Como curiosidade, refira-se que surgiu no jornal do sábado logo a seguir à corrida, uma notícia de um rapaz que tinha sido atropelado por um qualquer trem que passava naquela zona. Aparentemente, no meio da confusão de pessoas e trens a passar de um lado para o outro, no meio do reboliço; a pessoa fugiu! Um "atropelamento e fuga" daquele já relativamente longínquo tempo, aliás tão frequentes como agora, ao menos a julgar por notícias com que me fui deparando nos jornais.

De volta ao tópico da publicação; embora nas corridas de touros atuais tal não se dê, pela leitura dos jornais da época se vê que era frequente outro tipo de atuações, possivelmente nos intervalos dos touros. O exemplo que recolhi e que apresento abaixo, deu-se numa das corridas inaugurais de 1870, da Praça de Touros da Boavista:

«Na corrida de 3 de Abril houve um número cómico. O quinto touro foi destinado para o intervalo cómico. Foi protagonista desta diversão cómica, que entreteve alegremente os espectadores, o França, criatura de uma elasticidade admirável, que, vestido burlescamente, umas vezes espera o touro, e quando este insiste, vira-lhe as costas, deita-se-lhe entre as armas e deixa-se bolear por ele, outras farpea-o, mas em vez de lhe fugir, deita-se no chão e o touro passa-lhe por cima. O vestuário e as cabriolas deste cómico personagem provocaram a hilaridade do público, que o recompensou do tempo de desenfado que lhe fizera passar, não só aplaudindo-o, mas lançando-lhe dinheiro em abundância. O último touro reservado aos curiosos foi o remate verdadeiramente cómico da corrida. Ao princípio nenhum curioso se animou a saltar à praça, porém depois em vez de um apareceram uns poucos. Foram numerosos os trambolhões e boléus e à força de insistir alguns ferros recebeu o touro. A maior parte deles foram-lhe metidos por um curioso, que entre outros se distingiu notavelmente, sendo vivamente aplaudido. Um acrescido número de espectadores entusiasmados saudaram-no agitando os lenços e os aplausos não tinham termo. A concorrência foi numerosíssima. A praça tem sido melhorada, tendo-se aberto mais entradas, para galerias e colocado portas em alguns camarotes, trabalhos que ainda continuam.»

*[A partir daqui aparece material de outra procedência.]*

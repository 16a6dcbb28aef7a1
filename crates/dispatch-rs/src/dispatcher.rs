//! The composition root: one request in, one outcome out.
//!
//! [`Dispatcher`] owns the shared cache, monitor, and history, wires them
//! into the selector, retriever, and orchestrator, and runs the request
//! pipeline:
//!
//! ```text
//! query -> context retrieval -> compression -> selection -> execution -> outcome
//! ```
//!
//! ```ignore
//! let dispatcher = Dispatcher::builder(DispatchConfig::default())
//!     .tool(order_lookup)
//!     .tool(refund)
//!     .provider(Arc::new(history_provider))
//!     .event_handler(Arc::new(LoggingHandler))
//!     .build()?;
//!
//! let outcome = dispatcher.process("where is my refund?", "user-1", "session-9").await?;
//! ```

use std::collections::HashSet;
use std::sync::Arc;

use serde::Serialize;
use tokio::task::JoinHandle;
use tracing::info;

use crate::cache::PerformanceCache;
use crate::config::DispatchConfig;
use crate::context::{ContextEntry, ContextProvider, ContextRetriever};
use crate::error::{ConfigError, DispatchError};
use crate::events::{EventHandler, NoopHandler};
use crate::monitor::ResourceMonitor;
use crate::tools::{
    ExecutionPlan, ExecutionReport, PerformanceHistory, Tool, ToolOrchestrator, ToolRegistry,
    ToolResult, ToolSelector, UsageSink,
};

/// What the caller gets back for a query.
#[derive(Debug, Clone, Serialize)]
pub struct DispatchOutcome {
    pub query: String,
    pub session_id: String,
    /// One result per planned tool, in plan order.
    pub tool_results: Vec<ToolResult>,
    /// Tools that succeeded.
    pub tools_used: Vec<String>,
    /// Context used for the request, best first.
    pub context: Vec<ContextEntry>,
    /// Distinct context sources, in rank order.
    pub sources: Vec<String>,
    /// Share of the recommended score mass whose tools succeeded, in `[0, 1]`.
    pub confidence_score: f64,
    /// The in-flight limit cut the request short.
    pub degraded: bool,
    /// At least one planned tool did not succeed.
    pub partial_failure: bool,
}

impl DispatchOutcome {
    fn assemble(
        query: &str,
        session_id: &str,
        context: Vec<ContextEntry>,
        plan: &ExecutionPlan,
        report: ExecutionReport,
    ) -> Self {
        let total: f64 = plan.recommendations.iter().map(|r| r.score).sum();
        let succeeded: f64 = plan
            .recommendations
            .iter()
            .filter(|r| report.result(&r.tool).is_some_and(ToolResult::is_success))
            .map(|r| r.score)
            .sum();
        let confidence_score = if total > 0.0 {
            (succeeded / total).clamp(0.0, 1.0)
        } else {
            0.0
        };

        let mut seen = HashSet::new();
        let sources = context
            .iter()
            .filter(|e| seen.insert(e.source_id.as_str()))
            .map(|e| e.source_id.clone())
            .collect();

        Self {
            query: query.to_string(),
            session_id: session_id.to_string(),
            tools_used: report.tools_used(),
            partial_failure: report.partial_failure(),
            degraded: report.degraded,
            tool_results: report.results,
            context,
            sources,
            confidence_score,
        }
    }
}

/// Builder for [`Dispatcher`].
pub struct DispatcherBuilder {
    config: DispatchConfig,
    registry: ToolRegistry,
    providers: Vec<Arc<dyn ContextProvider>>,
    usage_sink: Option<Arc<dyn UsageSink>>,
    events: Arc<dyn EventHandler>,
}

impl DispatcherBuilder {
    /// Register a tool.
    pub fn tool(mut self, tool: impl Tool + 'static) -> Self {
        self.registry.register(tool);
        self
    }

    /// Use a prebuilt registry, replacing any tools added so far.
    pub fn registry(mut self, registry: ToolRegistry) -> Self {
        self.registry = registry;
        self
    }

    pub fn provider(mut self, provider: Arc<dyn ContextProvider>) -> Self {
        self.providers.push(provider);
        self
    }

    /// Seed tool history from `sink` and report every attempt to it.
    pub fn usage_sink(mut self, sink: Arc<dyn UsageSink>) -> Self {
        self.usage_sink = Some(sink);
        self
    }

    pub fn event_handler(mut self, events: Arc<dyn EventHandler>) -> Self {
        self.events = events;
        self
    }

    /// Validate the configuration and wire the components.
    pub fn build(self) -> Result<Dispatcher, ConfigError> {
        self.config.validate()?;
        let config = self.config;

        let cache = Arc::new(PerformanceCache::new(config.cache.clone()));
        let monitor = Arc::new(
            ResourceMonitor::new(config.monitor.clone()).with_event_handler(Arc::clone(&self.events)),
        );
        let history = Arc::new(PerformanceHistory::from_config(&config.selector));
        for descriptor in self.registry.descriptors() {
            history.seed(descriptor);
        }
        if let Some(sink) = &self.usage_sink {
            history.refresh_from(sink.as_ref(), self.registry.names());
        }

        let registry = Arc::new(self.registry);
        let selector = Arc::new(ToolSelector::new(
            Arc::clone(&registry),
            Arc::clone(&history),
            Arc::clone(&monitor),
            config.selector.clone(),
        ));

        let mut orchestrator = ToolOrchestrator::new(
            Arc::clone(&registry),
            selector,
            Arc::clone(&monitor),
            Arc::clone(&history),
            config.orchestrator.clone(),
        )
        .with_event_handler(Arc::clone(&self.events));
        if let Some(sink) = self.usage_sink {
            orchestrator = orchestrator.with_usage_sink(sink);
        }

        let retriever = self.providers.into_iter().fold(
            ContextRetriever::new(Arc::clone(&cache), config.retriever.clone())
                .with_event_handler(Arc::clone(&self.events)),
            ContextRetriever::with_provider,
        );

        info!(
            "[dispatch] ready with {} tool(s), {} provider(s)",
            registry.len(),
            retriever.provider_count()
        );
        Ok(Dispatcher {
            config,
            cache,
            monitor,
            history,
            registry,
            retriever,
            orchestrator,
        })
    }
}

pub struct Dispatcher {
    config: DispatchConfig,
    cache: Arc<PerformanceCache>,
    monitor: Arc<ResourceMonitor>,
    history: Arc<PerformanceHistory>,
    registry: Arc<ToolRegistry>,
    retriever: ContextRetriever,
    orchestrator: ToolOrchestrator,
}

impl std::fmt::Debug for Dispatcher {
    fn fmt(&self, f: &mut std::fmt::Formatter<'_>) -> std::fmt::Result {
        f.debug_struct("Dispatcher")
            .field("registry", &self.registry)
            .field("retriever", &self.retriever)
            .field("monitor", &self.monitor)
            .finish()
    }
}

impl Dispatcher {
    pub fn builder(config: DispatchConfig) -> DispatcherBuilder {
        DispatcherBuilder {
            config,
            registry: ToolRegistry::new(),
            providers: Vec::new(),
            usage_sink: None,
            events: Arc::new(NoopHandler),
        }
    }

    /// Answer `query` for `user_id`: retrieve context, select tools, run
    /// them, and assemble the outcome.
    ///
    /// Tool and provider failures are absorbed into the outcome. Only a
    /// missing tool registry is an error.
    pub async fn process(
        &self,
        query: &str,
        user_id: &str,
        session_id: &str,
    ) -> Result<DispatchOutcome, DispatchError> {
        info!("[dispatch] session {session_id}: processing query for {user_id}");
        let retrieved = self
            .retriever
            .get_relevant_context(query, user_id, self.config.retriever.default_limit)
            .await;
        let context = self
            .retriever
            .compress_context_window(&retrieved, self.config.retriever.window_size);

        let plan = self.orchestrator.select_tools(query, &context)?;
        let report = self.orchestrator.execute_plan(&plan, query, &context).await;

        let outcome = DispatchOutcome::assemble(query, session_id, context, &plan, report);
        info!(
            "[dispatch] session {session_id}: {} tool(s) used, confidence {:.2}{}",
            outcome.tools_used.len(),
            outcome.confidence_score,
            if outcome.degraded { ", degraded" } else { "" }
        );
        Ok(outcome)
    }

    /// Report how useful the context of an answered query turned out to be.
    pub fn track_context_usage(&self, entries: &mut [ContextEntry], observed: f64) {
        self.retriever.track_context_usage(entries, observed);
    }

    /// Start the periodic cache sweep. Must be called inside a tokio runtime.
    pub fn spawn_cache_sweeper(&self) -> JoinHandle<()> {
        self.cache.spawn_sweeper()
    }

    pub fn config(&self) -> &DispatchConfig {
        &self.config
    }

    pub fn cache(&self) -> &Arc<PerformanceCache> {
        &self.cache
    }

    pub fn monitor(&self) -> &Arc<ResourceMonitor> {
        &self.monitor
    }

    pub fn history(&self) -> &Arc<PerformanceHistory> {
        &self.history
    }

    pub fn registry(&self) -> &Arc<ToolRegistry> {
        &self.registry
    }
}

Mas a apetência do portuense por este tipo de espetáculos nunca escorreu em abundância... e as praças de touros cedo começaram a ficar vazias de espetadores, após a passagem do entusiasmo da novidade. Várias outras existiram, a mais famosa, o Real Coliseu Portuense, a única construída com a ideia de permanecer no tempo(4), não durou uma década! Outras com ela coexistiram, nomeadamente na Serra do Pilar e na rua da Alegria. E o que poucos saberão, é que também na zona das Antas uma nova praça de touros esteve para surgir já no século XX, aquando da urbanização daquela área nos anos 40. Tal projeto, no entanto, não terá passado do papel.

i3 quem sabe que a praça Francisco Sá Carneiro (ex-praça Velasquez) é circular  porque se destinava a receber uma praça de Touros?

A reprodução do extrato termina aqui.